After a day of carefully pinpointing the noise I'm hearing, it is definitely in the front differential.

In the attached video, I had all 4 wheels off the ground in park. I grabbed one rear wheel and rotated it to see if I had any excessive slack in the driveline from the t case back. Nothing to note. When I did the same for the front, I found the hollow metallic deceleration noise I've been hearing. There is something stressed, stretched or really worn out in the front diff.

I contacted ZF directly today with an inquiry about parts, hopefully responding soon with a positive answer.

After research all over the web, I was able to verify my diff part number 0AA 409 508H with the letter code JTK. IF I can confirm its a 4,3 ratio, the equivalent diff in Porsche is 955 349 010 21 with the JTJ letter code and it's less expensive than VW new. Audi uses the same diff in the Q7 as the Touareg in this instance.

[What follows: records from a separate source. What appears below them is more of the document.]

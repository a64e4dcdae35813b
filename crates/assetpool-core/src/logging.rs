//! Logging init: append to a file under the XDG state dir, or fall back to stderr.

use anyhow::{Context, Result};
use std::fs;
use std::io;
use std::path::PathBuf;
use tracing_subscriber::fmt::writer::BoxMakeWriter;
use tracing_subscriber::fmt::MakeWriter;
use tracing_subscriber::EnvFilter;

/// Filter used when `RUST_LOG` is unset.
const DEFAULT_FILTER: &str = "info,assetpool=debug,assetpool_core=debug";

const LOG_FILE_NAME: &str = "assetpool.log";

/// Per-event writer: a clone of the log file handle, or stderr if cloning fails.
enum LogSink {
    File(fs::File),
    Stderr,
}

impl io::Write for LogSink {
    fn write(&mut self, buf: &[u8]) -> io::Result<usize> {
        match self {
            LogSink::File(f) => f.write(buf),
            LogSink::Stderr => io::stderr().lock().write(buf),
        }
    }

    fn flush(&mut self) -> io::Result<()> {
        match self {
            LogSink::File(f) => f.flush(),
            LogSink::Stderr => io::stderr().lock().flush(),
        }
    }
}

struct LogFile(fs::File);

impl<'a> MakeWriter<'a> for LogFile {
    type Writer = LogSink;

    fn make_writer(&'a self) -> Self::Writer {
        self.0
            .try_clone()
            .map(LogSink::File)
            .unwrap_or(LogSink::Stderr)
    }
}

fn env_filter() -> EnvFilter {
    EnvFilter::try_from_default_env().unwrap_or_else(|_| EnvFilter::new(DEFAULT_FILTER))
}

/// Path of the log file: `~/.local/state/assetpool/assetpool.log` (parent created).
pub fn log_file_path() -> Result<PathBuf> {
    let xdg_dirs = xdg::BaseDirectories::with_prefix("assetpool")?;
    xdg_dirs
        .place_state_file(LOG_FILE_NAME)
        .context("create log directory")
}

/// Initialize structured logging to the state-dir log file.
/// On failure (e.g. log dir unwritable), returns Err so the caller can fall back to stderr.
pub fn init_logging() -> Result<()> {
    let path = log_file_path()?;
    let file = fs::OpenOptions::new()
        .create(true)
        .append(true)
        .open(&path)
        .with_context(|| format!("open log file {}", path.display()))?;

    tracing_subscriber::fmt()
        .with_env_filter(env_filter())
        .with_writer(BoxMakeWriter::new(LogFile(file)))
        .with_ansi(false)
        .try_init()
        .map_err(|e| anyhow::anyhow!("install log subscriber: {e}"))?;

    tracing::info!("assetpool logging initialized at {}", path.display());
    Ok(())
}

/// Initialize logging to stderr only. Used when `init_logging()` fails so the CLI keeps running.
pub fn init_logging_stderr() {
    let _ = tracing_subscriber::fmt()
        .with_env_filter(env_filter())
        .with_writer(io::stderr)
        .with_ansi(false)
        .try_init();
}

2007-2010 is the range where my diff ratios are used. No 4,3 ratios used before 2007, so finding used ones are a challenge, but there are a few Porsche equivalents out there.

I will post a list of Porsche equivalents (front and rear) with ratios and part numbers shortly.

I would love to find out what differential is used that may be common in some other VW, Audi or Porsche, or be able to find the Spider Gears and Pins, pinion and crown ring, shims and bearings. Someone here did post the Timiken equivalent conical bearings, but I will need a pinion bearing also.

I really don't want to tear into it unless I can find spare parts or a donor diff.

Anyone know where internals can be found?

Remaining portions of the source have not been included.